## EXERCISE REQUIREMENTS:
Return each entry below without any alteration.

## RECORD EXTRACTS:
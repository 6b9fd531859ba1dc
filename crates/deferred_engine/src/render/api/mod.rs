//! Backend-facing API
//!
//! The traits here are the seams between the renderer core and everything it
//! does not own: command recording, GPU synchronization and the geometry and
//! texture collaborators.

pub mod providers;
pub mod recorder;
pub mod sync;

pub use providers::{
    BufferHandle, GeometryProvider, MeshBuffers, ResourceRegistry, TextureHandle, TextureProvider,
};
pub use recorder::{
    CommandRecorder, ConstantSlot, DepthAttachment, GpuAddress, PassBeginInfo, PipelineKind,
    RecordedCommand, RecordingCommandList, SubmeshRange, TextureBarrier, Viewport,
};
pub use sync::{GpuFence, HostFence};
fn pass_constants(
    camera: &Camera,
    width: u32,
    height: u32,
    total_time: f32,
    containing_light_count: u32,
    inside_light_count: u32,
) -> PassConstants {
    let view_proj = camera.view_proj();
    let inv_view_proj = view_proj.try_inverse().unwrap_or_else(Mat4::identity);
    let position = camera.position();
    let jitter = camera.jitter();
    PassConstants {
        view: gpu_mat4(&camera.view()),
        inv_view: gpu_mat4(&camera.inv_view()),
        proj: gpu_mat4(&camera.proj()),
        inv_proj: gpu_mat4(&camera.inv_proj()),
        view_proj: gpu_mat4(&view_proj),
        inv_view_proj: gpu_mat4(&inv_view_proj),
        prev_view_proj: gpu_mat4(&camera.prev_view_proj()),
        eye_position: [position.x, position.y, position.z],
        total_time,
        render_target_size: [width as f32, height as f32],
        inv_render_target_size: [1.0 / width as f32, 1.0 / height as f32],
        near_z: camera.near_z(),
        far_z: camera.far_z(),
        containing_light_count,
        inside_light_count,
        jitter: [jitter.x, jitter.y],
        _padding: [0.0; 2],
    }
}

#[cfg(test)]
mod tests {
    use super::*;
    use crate::render::api::{HostFence, RecordingCommandList, ResourceRegistry};

    #[test]
    fn test_invalid_settings_rejected() {
        let mut registry = ResourceRegistry::new();
        let settings = RendererSettings {
            frames_in_flight: 0,
            ..Default::default()
        };
        let result = DeferredRenderer::new(settings, &mut registry, GpuAddress(0));
        assert!(matches!(result, Err(RenderError::InvalidConfiguration(_))));
    }

    #[test]
    fn test_empty_scene_renders() {
        let mut registry = ResourceRegistry::new();
        let mut renderer =
            DeferredRenderer::new(RendererSettings::default(), &mut registry, GpuAddress(0))
                .unwrap();
        let mut camera = Camera::new();
        let mut recorder = RecordingCommandList::new();
        let mut fence = HostFence::new();

        let stats = renderer
            .render_frame(
                &mut camera,
                &RenderContext {
                    geometry: &registry,
                    total_time: 0.0,
                },
                &mut recorder,
                &mut fence,
            )
            .unwrap();

        assert_eq!(stats.frame_number, 1);
        assert_eq!(stats.visible_objects, 0);
        assert_eq!(stats.shadow_views_rendered, 0);
        assert_eq!(stats.shadow_views_skipped, 3);
        assert_eq!(stats.lighting.fullscreen_draws, 1);
        assert_eq!(fence.last_signalled(), 1);
        assert!(stats.output.is_some());
    }

    #[test]
    fn test_rendered_cascades_skip_empty_views() {
        let view = |source, casters: Vec<ObjectKey>| ShadowView {
            source,
            layer: 0,
            casters,
        };
        let visibility = FrameVisibility {
            objects: ObjectVisibility::default(),
            shadow_views: vec![
                view(ShadowSource::Cascade(0), Vec::new()),
                view(ShadowSource::Cascade(1), vec![ObjectKey::default()]),
                view(ShadowSource::Cascade(2), Vec::new()),
                view(ShadowSource::Light(LightKey::default()), vec![ObjectKey::default()]),
            ],
        };
        assert_eq!(visibility.rendered_cascades(), 0b010);
        assert_eq!(FrameVisibility::default().rendered_cascades(), 0);
    }

    #[test]
    fn test_resize_rejects_zero() {
        let mut registry = ResourceRegistry::new();
        let mut renderer =
            DeferredRenderer::new(RendererSettings::default(), &mut registry, GpuAddress(0))
                .unwrap();
        let mut fence = HostFence::new();
        assert!(renderer.resize(&mut registry, &mut fence, 0, 10).is_err());
        renderer.resize(&mut registry, &mut fence, 800, 600).unwrap();
        assert_eq!(renderer.gbuffer().width(), 800);
        assert_eq!(renderer.settings().height, 600);
    }
}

## RESPONSE TO THE TASK:
repository 6b9fd531859ba1dc
filename crates/deferred_engine/src/render/api/mod.rs
//! Backend-facing API
//!
//! The traits here are the seams between the renderer core and everything it
//! does not own: command recording, GPU synchronization and the geometry and
//! texture collaborators.

pub mod providers;
pub mod recorder;
pub mod sync;

pub use providers::{
    BufferHandle, GeometryProvider, MeshBuffers, ResourceRegistry, TextureHandle, TextureProvider,
};
pub use recorder::{
    CommandRecorder, ConstantSlot, DepthAttachment, GpuAddress, PassBeginInfo, PipelineKind,
    RecordedCommand, RecordingCommandList, SubmeshRange, TextureBarrier, Viewport,
};
pub use sync::{GpuFence, HostFence};
fn pass_constants(
    camera: &Camera,
    width: u32,
    height: u32,
    total_time: f32,
    containing_light_count: u32,
    inside_light_count: u32,
) -> PassConstants {
    let view_proj = camera.view_proj();
    let inv_view_proj = view_proj.try_inverse().unwrap_or_else(Mat4::identity);
    let position = camera.position();
    let jitter = camera.jitter();
    PassConstants {
        view: gpu_mat4(&camera.view()),
        inv_view: gpu_mat4(&camera.inv_view()),
        proj: gpu_mat4(&camera.proj()),
        inv_proj: gpu_mat4(&camera.inv_proj()),
        view_proj: gpu_mat4(&view_proj),
        inv_view_proj: gpu_mat4(&inv_view_proj),
        prev_view_proj: gpu_mat4(&camera.prev_view_proj()),
        eye_position: [position.x, position.y, position.z],
        total_time,
        render_target_size: [width as f32, height as f32],
        inv_render_target_size: [1.0 / width as f32, 1.0 / height as f32],
        near_z: camera.near_z(),
        far_z: camera.far_z(),
        containing_light_count,
        inside_light_count,
        jitter: [jitter.x, jitter.y],
        _padding: [0.0; 2],
    }
}

#[cfg(test)]
mod tests {
    use super::*;
    use crate::render::api::{HostFence, RecordingCommandList, ResourceRegistry};

    #[test]
    fn test_invalid_settings_rejected() {
        let mut registry = ResourceRegistry::new();
        let settings = RendererSettings {
            frames_in_flight: 0,
            ..Default::default()
        };
        let result = DeferredRenderer::new(settings, &mut registry, GpuAddress(0));
        assert!(matches!(result, Err(RenderError::InvalidConfiguration(_))));
    }

    #[test]
    fn test_empty_scene_renders() {
        let mut registry = ResourceRegistry::new();
        let mut renderer =
            DeferredRenderer::new(RendererSettings::default(), &mut registry, GpuAddress(0))
                .unwrap();
        let mut camera = Camera::new();
        let mut recorder = RecordingCommandList::new();
        let mut fence = HostFence::new();

        let stats = renderer
            .render_frame(
                &mut camera,
                &RenderContext {
                    geometry: &registry,
                    total_time: 0.0,
                },
                &mut recorder,
                &mut fence,
            )
            .unwrap();

        assert_eq!(stats.frame_number, 1);
        assert_eq!(stats.visible_objects, 0);
        assert_eq!(stats.shadow_views_rendered, 0);
        assert_eq!(stats.shadow_views_skipped, 3);
        assert_eq!(stats.lighting.fullscreen_draws, 1);
        assert_eq!(fence.last_signalled(), 1);
        assert!(stats.output.is_some());
    }

    #[test]
    fn test_rendered_cascades_skip_empty_views() {
        let view = |source, casters: Vec<ObjectKey>| ShadowView {
            source,
            layer: 0,
            casters,
        };
        let visibility = FrameVisibility {
            objects: ObjectVisibility::default(),
            shadow_views: vec![
                view(ShadowSource::Cascade(0), Vec::new()),
                view(ShadowSource::Cascade(1), vec![ObjectKey::default()]),
                view(ShadowSource::Cascade(2), Vec::new()),
                view(ShadowSource::Light(LightKey::default()), vec![ObjectKey::default()]),
            ],
        };
        assert_eq!(visibility.rendered_cascades(), 0b010);
        assert_eq!(FrameVisibility::default().rendered_cascades(), 0);
    }

    #[test]
    fn test_resize_rejects_zero() {
        let mut registry = ResourceRegistry::new();
        let mut renderer =
            DeferredRenderer::new(RendererSettings::default(), &mut registry, GpuAddress(0))
                .unwrap();
        let mut fence = HostFence::new();
        assert!(renderer.resize(&mut registry, &mut fence, 0, 10).is_err());
        renderer.resize(&mut registry, &mut fence, 800, 600).unwrap();
        assert_eq!(renderer.gbuffer().width(), 800);
        assert_eq!(renderer.settings().height, 600);
    }
}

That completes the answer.